• **PROBLEM DETAILS**:
Copy each line of the entries below that contains the string "ModelFormat".

# # # # #

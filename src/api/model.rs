//! The `Model` custom resource: what artifact to fetch and how it should run.

use k8s_openapi::apimachinery::pkg::apis::meta::v1::Condition;
use kube::CustomResource;
use schemars::JsonSchema;
use serde::{Deserialize, Serialize};

#[derive(Clone, Debug, Default, Deserialize, Serialize, JsonSchema, PartialEq, Eq)]
#[serde(rename_all = "lowercase")]
pub enum ModelFormat {
    #[default]
    Gguf,
}

#[derive(Clone, Copy, Debug, Default, Deserialize, Serialize, JsonSchema, PartialEq, Eq, Hash)]
#[serde(rename_all = "lowercase")]
pub enum Accelerator {
    #[default]
    Cpu,
    Metal,
    Cuda,
    Rocm,
}

#[derive(Clone, Copy, Debug, Deserialize, Serialize, JsonSchema, PartialEq, Eq)]
#[serde(rename_all = "lowercase")]
pub enum GpuVendor {
    Nvidia,
    Amd,
    Intel,
}

#[derive(Clone, Copy, Debug, Deserialize, Serialize, JsonSchema, PartialEq, Eq)]
#[serde(rename_all = "camelCase")]
pub enum ShardingStrategy {
    Layer,
    Tensor,
    Pipeline,
}

/// Multi-GPU sharding hints. Present in the data model, deliberately ignored
/// by the workload builder — see DESIGN.md.
#[derive(Clone, Debug, Deserialize, Serialize, JsonSchema, PartialEq, Eq)]
#[serde(rename_all = "camelCase")]
pub struct ShardingSpec {
    pub strategy: ShardingStrategy,
    #[serde(default, skip_serializing_if = "Option::is_none")]
    pub layer_split: Option<Vec<String>>,
}

#[derive(Clone, Debug, Default, Deserialize, Serialize, JsonSchema, PartialEq)]
#[serde(rename_all = "camelCase")]
pub struct GpuSpec {
    #[serde(default)]
    pub enabled: bool,
    /// Number of GPUs, 0..=8.
    #[serde(default)]
    pub count: u8,
    #[serde(default, skip_serializing_if = "Option::is_none")]
    pub min_memory: Option<String>,
    #[serde(default, skip_serializing_if = "Option::is_none")]
    pub vendor: Option<GpuVendor>,
    /// Layers to offload; -1 means "auto" (engine decides).
    #[serde(default = "default_layers")]
    pub layers: i64,
    #[serde(default, skip_serializing_if = "Option::is_none")]
    pub sharding: Option<ShardingSpec>,
}

fn default_layers() -> i64 {
    -1
}

#[derive(Clone, Debug, Default, Deserialize, Serialize, JsonSchema, PartialEq)]
#[serde(rename_all = "camelCase")]
pub struct HardwareSpec {
    #[serde(default)]
    pub accelerator: Accelerator,
    #[serde(default, skip_serializing_if = "Option::is_none")]
    pub gpu: Option<GpuSpec>,
}

#[derive(Clone, Debug, Default, Deserialize, Serialize, JsonSchema, PartialEq)]
#[serde(rename_all = "camelCase")]
pub struct ResourceRequests {
    #[serde(default, skip_serializing_if = "Option::is_none")]
    pub cpu: Option<String>,
    #[serde(default, skip_serializing_if = "Option::is_none")]
    pub memory: Option<String>,
}

#[derive(Clone, CustomResource, Debug, Default, Deserialize, Serialize, JsonSchema, PartialEq)]
#[kube(
    group = "llmkube.io",
    version = "v1alpha1",
    kind = "Model",
    plural = "models",
    status = "ModelStatus",
    namespaced
)]
#[serde(rename_all = "camelCase")]
pub struct ModelSpec {
    /// HTTP(S) URL, `file://` URL, or absolute host path. Must end in the
    /// artifact extension implied by `format`.
    pub source: String,
    #[serde(default)]
    pub format: ModelFormat,
    #[serde(default, skip_serializing_if = "Option::is_none")]
    pub quantization: Option<String>,
    #[serde(default)]
    pub hardware: HardwareSpec,
    #[serde(default)]
    pub resources: ResourceRequests,
}

#[derive(Clone, Copy, Debug, Default, Deserialize, Serialize, JsonSchema, PartialEq, Eq)]
pub enum ModelPhase {
    #[default]
    Unknown,
    Downloading,
    Copying,
    Ready,
    Cached,
    Failed,
}

/// Parsed GGUF metadata, surfaced best-effort (a parse failure never fails
/// the Model; it is simply absent here).
#[derive(Clone, Debug, Default, Deserialize, Serialize, JsonSchema, PartialEq, Eq)]
#[serde(rename_all = "camelCase")]
pub struct GgufMetadataStatus {
    #[serde(default, skip_serializing_if = "Option::is_none")]
    pub architecture: Option<String>,
    #[serde(default, skip_serializing_if = "Option::is_none")]
    pub name: Option<String>,
    #[serde(default, skip_serializing_if = "Option::is_none")]
    pub quantization: Option<String>,
    #[serde(default, skip_serializing_if = "Option::is_none")]
    pub context_length: Option<u64>,
    #[serde(default, skip_serializing_if = "Option::is_none")]
    pub embedding_length: Option<u64>,
    #[serde(default, skip_serializing_if = "Option::is_none")]
    pub block_count: Option<u64>,
    #[serde(default, skip_serializing_if = "Option::is_none")]
    pub head_count: Option<u64>,
    #[serde(default, skip_serializing_if = "Option::is_none")]
    pub tensor_count: Option<u64>,
    #[serde(default, skip_serializing_if = "Option::is_none")]
    pub file_version: Option<u32>,
}

#[derive(Clone, Debug, Default, Deserialize, Serialize, JsonSchema, PartialEq)]
#[serde(rename_all = "camelCase")]
pub struct ModelStatus {
    #[serde(default)]
    pub phase: ModelPhase,
    #[serde(default, skip_serializing_if = "Option::is_none")]
    pub path: Option<String>,
    /// Human-formatted byte size (e.g. "4.2 GiB").
    #[serde(default, skip_serializing_if = "Option::is_none")]
    pub size: Option<String>,
    #[serde(default, skip_serializing_if = "Option::is_none")]
    pub cache_key: Option<String>,
    #[serde(default, skip_serializing_if = "Option::is_none")]
    pub accelerator_ready: Option<bool>,
    #[serde(default, skip_serializing_if = "Option::is_none")]
    pub metadata: Option<GgufMetadataStatus>,
    #[serde(default)]
    pub conditions: Vec<Condition>,
}

impl Model {
    /// Whether this Model is usable as an InferenceService's dependency.
    pub fn is_ready(&self) -> bool {
        matches!(
            self.status.as_ref().map(|s| s.phase),
            Some(ModelPhase::Ready) | Some(ModelPhase::Cached)
        )
    }
}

# # # # #

• **OUTPUT FOR THIS EXERCISE**:
pub enum ModelFormat {
    pub format: ModelFormat,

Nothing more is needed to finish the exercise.